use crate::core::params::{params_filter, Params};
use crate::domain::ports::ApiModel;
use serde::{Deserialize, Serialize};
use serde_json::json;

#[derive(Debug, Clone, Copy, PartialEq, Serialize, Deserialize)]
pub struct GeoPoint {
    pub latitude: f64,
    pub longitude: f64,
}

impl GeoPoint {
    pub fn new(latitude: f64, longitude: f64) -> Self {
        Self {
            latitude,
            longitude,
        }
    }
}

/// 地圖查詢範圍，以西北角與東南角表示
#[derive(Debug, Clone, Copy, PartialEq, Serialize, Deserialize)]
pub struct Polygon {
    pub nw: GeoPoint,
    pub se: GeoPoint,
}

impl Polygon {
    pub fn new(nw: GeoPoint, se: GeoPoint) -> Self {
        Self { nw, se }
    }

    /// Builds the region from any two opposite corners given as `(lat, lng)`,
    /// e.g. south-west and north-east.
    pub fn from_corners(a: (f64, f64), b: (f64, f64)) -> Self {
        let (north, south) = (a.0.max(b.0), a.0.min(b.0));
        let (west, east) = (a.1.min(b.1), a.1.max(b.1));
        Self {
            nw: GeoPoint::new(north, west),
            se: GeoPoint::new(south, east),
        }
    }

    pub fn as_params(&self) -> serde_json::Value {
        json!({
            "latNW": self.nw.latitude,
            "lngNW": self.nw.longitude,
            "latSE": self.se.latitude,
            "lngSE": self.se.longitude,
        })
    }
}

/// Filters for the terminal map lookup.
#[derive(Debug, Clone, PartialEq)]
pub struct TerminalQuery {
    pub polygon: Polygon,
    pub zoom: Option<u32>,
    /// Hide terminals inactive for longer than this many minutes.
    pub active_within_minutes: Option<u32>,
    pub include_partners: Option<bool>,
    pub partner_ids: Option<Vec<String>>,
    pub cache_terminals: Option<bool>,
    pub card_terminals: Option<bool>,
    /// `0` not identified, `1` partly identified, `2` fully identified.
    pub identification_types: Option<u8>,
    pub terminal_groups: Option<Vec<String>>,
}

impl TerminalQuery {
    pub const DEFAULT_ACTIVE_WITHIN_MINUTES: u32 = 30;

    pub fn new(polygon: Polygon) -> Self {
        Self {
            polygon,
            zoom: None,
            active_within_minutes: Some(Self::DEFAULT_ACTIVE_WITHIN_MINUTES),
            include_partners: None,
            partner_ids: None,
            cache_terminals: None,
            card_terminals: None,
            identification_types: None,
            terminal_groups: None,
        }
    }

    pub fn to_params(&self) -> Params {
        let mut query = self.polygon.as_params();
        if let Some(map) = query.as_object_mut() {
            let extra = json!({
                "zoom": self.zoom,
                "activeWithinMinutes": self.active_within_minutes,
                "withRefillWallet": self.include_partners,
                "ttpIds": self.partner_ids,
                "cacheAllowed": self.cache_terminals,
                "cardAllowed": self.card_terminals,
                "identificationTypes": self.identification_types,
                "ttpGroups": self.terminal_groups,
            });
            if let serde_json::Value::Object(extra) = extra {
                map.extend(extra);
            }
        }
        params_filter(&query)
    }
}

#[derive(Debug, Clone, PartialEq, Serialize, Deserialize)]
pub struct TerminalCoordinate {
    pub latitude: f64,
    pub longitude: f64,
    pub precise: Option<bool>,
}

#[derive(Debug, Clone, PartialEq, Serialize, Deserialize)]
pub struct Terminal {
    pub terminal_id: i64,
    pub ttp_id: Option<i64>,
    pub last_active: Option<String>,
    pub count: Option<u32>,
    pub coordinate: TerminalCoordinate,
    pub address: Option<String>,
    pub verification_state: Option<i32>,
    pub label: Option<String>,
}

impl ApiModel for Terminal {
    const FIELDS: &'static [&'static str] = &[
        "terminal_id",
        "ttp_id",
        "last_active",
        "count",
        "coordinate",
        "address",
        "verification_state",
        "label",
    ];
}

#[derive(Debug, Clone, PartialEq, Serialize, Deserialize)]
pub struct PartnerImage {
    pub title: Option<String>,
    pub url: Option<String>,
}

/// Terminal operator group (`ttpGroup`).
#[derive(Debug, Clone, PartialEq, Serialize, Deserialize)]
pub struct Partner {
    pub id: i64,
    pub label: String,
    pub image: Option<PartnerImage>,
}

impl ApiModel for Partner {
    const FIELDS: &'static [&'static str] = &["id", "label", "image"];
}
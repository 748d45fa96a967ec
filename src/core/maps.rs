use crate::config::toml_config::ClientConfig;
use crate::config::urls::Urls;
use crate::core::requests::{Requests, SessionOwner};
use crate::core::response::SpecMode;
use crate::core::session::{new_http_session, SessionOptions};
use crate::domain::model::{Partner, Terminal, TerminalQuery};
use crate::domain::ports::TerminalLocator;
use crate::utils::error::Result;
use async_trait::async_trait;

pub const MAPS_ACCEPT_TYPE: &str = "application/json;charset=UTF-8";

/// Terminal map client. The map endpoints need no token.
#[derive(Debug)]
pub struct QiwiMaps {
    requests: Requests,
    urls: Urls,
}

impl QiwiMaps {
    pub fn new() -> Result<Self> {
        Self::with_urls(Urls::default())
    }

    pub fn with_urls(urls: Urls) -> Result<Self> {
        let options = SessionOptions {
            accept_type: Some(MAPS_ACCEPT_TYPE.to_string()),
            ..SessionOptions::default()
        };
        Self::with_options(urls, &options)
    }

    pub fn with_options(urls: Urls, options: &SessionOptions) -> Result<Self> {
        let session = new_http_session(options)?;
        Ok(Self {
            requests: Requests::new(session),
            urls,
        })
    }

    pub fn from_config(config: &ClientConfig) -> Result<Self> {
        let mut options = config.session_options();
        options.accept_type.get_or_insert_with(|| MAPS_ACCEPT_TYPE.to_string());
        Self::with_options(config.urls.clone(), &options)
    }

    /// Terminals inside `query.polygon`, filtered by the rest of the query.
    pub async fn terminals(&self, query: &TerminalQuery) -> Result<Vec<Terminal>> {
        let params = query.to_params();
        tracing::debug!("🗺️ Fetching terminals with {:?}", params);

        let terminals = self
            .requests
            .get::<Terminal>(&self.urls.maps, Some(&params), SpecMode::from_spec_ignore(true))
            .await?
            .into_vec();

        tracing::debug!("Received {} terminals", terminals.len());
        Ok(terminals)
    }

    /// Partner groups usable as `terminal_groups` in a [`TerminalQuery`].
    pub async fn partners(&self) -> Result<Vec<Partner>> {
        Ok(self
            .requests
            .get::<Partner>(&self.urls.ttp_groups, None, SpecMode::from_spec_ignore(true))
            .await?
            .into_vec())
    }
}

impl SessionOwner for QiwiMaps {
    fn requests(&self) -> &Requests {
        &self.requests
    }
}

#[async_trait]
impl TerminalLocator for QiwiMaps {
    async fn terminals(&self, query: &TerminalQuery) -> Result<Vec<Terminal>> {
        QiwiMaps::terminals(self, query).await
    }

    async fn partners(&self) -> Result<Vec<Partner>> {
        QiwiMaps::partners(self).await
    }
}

________________________________________

# AIM OF THE EXERCISE
All the data above is to be given again, exactly.

# RESULT OF THE TASK
use crate::core::params::{params_filter, Params};
use crate::domain::ports::ApiModel;
use serde::{Deserialize, Serialize};
use serde_json::json;

#[derive(Debug, Clone, Copy, PartialEq, Serialize, Deserialize)]
pub struct GeoPoint {
    pub latitude: f64,
    pub longitude: f64,
}

impl GeoPoint {
    pub fn new(latitude: f64, longitude: f64) -> Self {
        Self {
            latitude,
            longitude,
        }
    }
}

/// 地圖查詢範圍，以西北角與東南角表示
#[derive(Debug, Clone, Copy, PartialEq, Serialize, Deserialize)]
pub struct Polygon {
    pub nw: GeoPoint,
    pub se: GeoPoint,
}

impl Polygon {
    pub fn new(nw: GeoPoint, se: GeoPoint) -> Self {
        Self { nw, se }
    }

    /// Builds the region from any two opposite corners given as `(lat, lng)`,
    /// e.g. south-west and north-east.
    pub fn from_corners(a: (f64, f64), b: (f64, f64)) -> Self {
        let (north, south) = (a.0.max(b.0), a.0.min(b.0));
        let (west, east) = (a.1.min(b.1), a.1.max(b.1));
        Self {
            nw: GeoPoint::new(north, west),
            se: GeoPoint::new(south, east),
        }
    }

    pub fn as_params(&self) -> serde_json::Value {
        json!({
            "latNW": self.nw.latitude,
            "lngNW": self.nw.longitude,
            "latSE": self.se.latitude,
            "lngSE": self.se.longitude,
        })
    }
}

/// Filters for the terminal map lookup.
#[derive(Debug, Clone, PartialEq)]
pub struct TerminalQuery {
    pub polygon: Polygon,
    pub zoom: Option<u32>,
    /// Hide terminals inactive for longer than this many minutes.
    pub active_within_minutes: Option<u32>,
    pub include_partners: Option<bool>,
    pub partner_ids: Option<Vec<String>>,
    pub cache_terminals: Option<bool>,
    pub card_terminals: Option<bool>,
    /// `0` not identified, `1` partly identified, `2` fully identified.
    pub identification_types: Option<u8>,
    pub terminal_groups: Option<Vec<String>>,
}

impl TerminalQuery {
    pub const DEFAULT_ACTIVE_WITHIN_MINUTES: u32 = 30;

    pub fn new(polygon: Polygon) -> Self {
        Self {
            polygon,
            zoom: None,
            active_within_minutes: Some(Self::DEFAULT_ACTIVE_WITHIN_MINUTES),
            include_partners: None,
            partner_ids: None,
            cache_terminals: None,
            card_terminals: None,
            identification_types: None,
            terminal_groups: None,
        }
    }

    pub fn to_params(&self) -> Params {
        let mut query = self.polygon.as_params();
        if let Some(map) = query.as_object_mut() {
            let extra = json!({
                "zoom": self.zoom,
                "activeWithinMinutes": self.active_within_minutes,
                "withRefillWallet": self.include_partners,
                "ttpIds": self.partner_ids,
                "cacheAllowed": self.cache_terminals,
                "cardAllowed": self.card_terminals,
                "identificationTypes": self.identification_types,
                "ttpGroups": self.terminal_groups,
            });
            if let serde_json::Value::Object(extra) = extra {
                map.extend(extra);
            }
        }
        params_filter(&query)
    }
}

#[derive(Debug, Clone, PartialEq, Serialize, Deserialize)]
pub struct TerminalCoordinate {
    pub latitude: f64,
    pub longitude: f64,
    pub precise: Option<bool>,
}

#[derive(Debug, Clone, PartialEq, Serialize, Deserialize)]
pub struct Terminal {
    pub terminal_id: i64,
    pub ttp_id: Option<i64>,
    pub last_active: Option<String>,
    pub count: Option<u32>,
    pub coordinate: TerminalCoordinate,
    pub address: Option<String>,
    pub verification_state: Option<i32>,
    pub label: Option<String>,
}

impl ApiModel for Terminal {
    const FIELDS: &'static [&'static str] = &[
        "terminal_id",
        "ttp_id",
        "last_active",
        "count",
        "coordinate",
        "address",
        "verification_state",
        "label",
    ];
}

#[derive(Debug, Clone, PartialEq, Serialize, Deserialize)]
pub struct PartnerImage {
    pub title: Option<String>,
    pub url: Option<String>,
}

/// Terminal operator group (`ttpGroup`).
#[derive(Debug, Clone, PartialEq, Serialize, Deserialize)]
pub struct Partner {
    pub id: i64,
    pub label: String,
    pub image: Option<PartnerImage>,
}

impl ApiModel for Partner {
    const FIELDS: &'static [&'static str] = &["id", "label", "image"];
}
repository 748d45fa96a967ec
filename src/core/maps.rs
use crate::config::toml_config::ClientConfig;
use crate::config::urls::Urls;
use crate::core::requests::{Requests, SessionOwner};
use crate::core::response::SpecMode;
use crate::core::session::{new_http_session, SessionOptions};
use crate::domain::model::{Partner, Terminal, TerminalQuery};
use crate::domain::ports::TerminalLocator;
use crate::utils::error::Result;
use async_trait::async_trait;

pub const MAPS_ACCEPT_TYPE: &str = "application/json;charset=UTF-8";

/// Terminal map client. The map endpoints need no token.
#[derive(Debug)]
pub struct QiwiMaps {
    requests: Requests,
    urls: Urls,
}

impl QiwiMaps {
    pub fn new() -> Result<Self> {
        Self::with_urls(Urls::default())
    }

    pub fn with_urls(urls: Urls) -> Result<Self> {
        let options = SessionOptions {
            accept_type: Some(MAPS_ACCEPT_TYPE.to_string()),
            ..SessionOptions::default()
        };
        Self::with_options(urls, &options)
    }

    pub fn with_options(urls: Urls, options: &SessionOptions) -> Result<Self> {
        let session = new_http_session(options)?;
        Ok(Self {
            requests: Requests::new(session),
            urls,
        })
    }

    pub fn from_config(config: &ClientConfig) -> Result<Self> {
        let mut options = config.session_options();
        options.accept_type.get_or_insert_with(|| MAPS_ACCEPT_TYPE.to_string());
        Self::with_options(config.urls.clone(), &options)
    }

    /// Terminals inside `query.polygon`, filtered by the rest of the query.
    pub async fn terminals(&self, query: &TerminalQuery) -> Result<Vec<Terminal>> {
        let params = query.to_params();
        tracing::debug!("🗺️ Fetching terminals with {:?}", params);

        let terminals = self
            .requests
            .get::<Terminal>(&self.urls.maps, Some(&params), SpecMode::from_spec_ignore(true))
            .await?
            .into_vec();

        tracing::debug!("Received {} terminals", terminals.len());
        Ok(terminals)
    }

    /// Partner groups usable as `terminal_groups` in a [`TerminalQuery`].
    pub async fn partners(&self) -> Result<Vec<Partner>> {
        Ok(self
            .requests
            .get::<Partner>(&self.urls.ttp_groups, None, SpecMode::from_spec_ignore(true))
            .await?
            .into_vec())
    }
}

impl SessionOwner for QiwiMaps {
    fn requests(&self) -> &Requests {
        &self.requests
    }
}

#[async_trait]
impl TerminalLocator for QiwiMaps {
    async fn terminals(&self, query: &TerminalQuery) -> Result<Vec<Terminal>> {
        QiwiMaps::terminals(self, query).await
    }

    async fn partners(&self) -> Result<Vec<Partner>> {
        QiwiMaps::partners(self).await
    }
}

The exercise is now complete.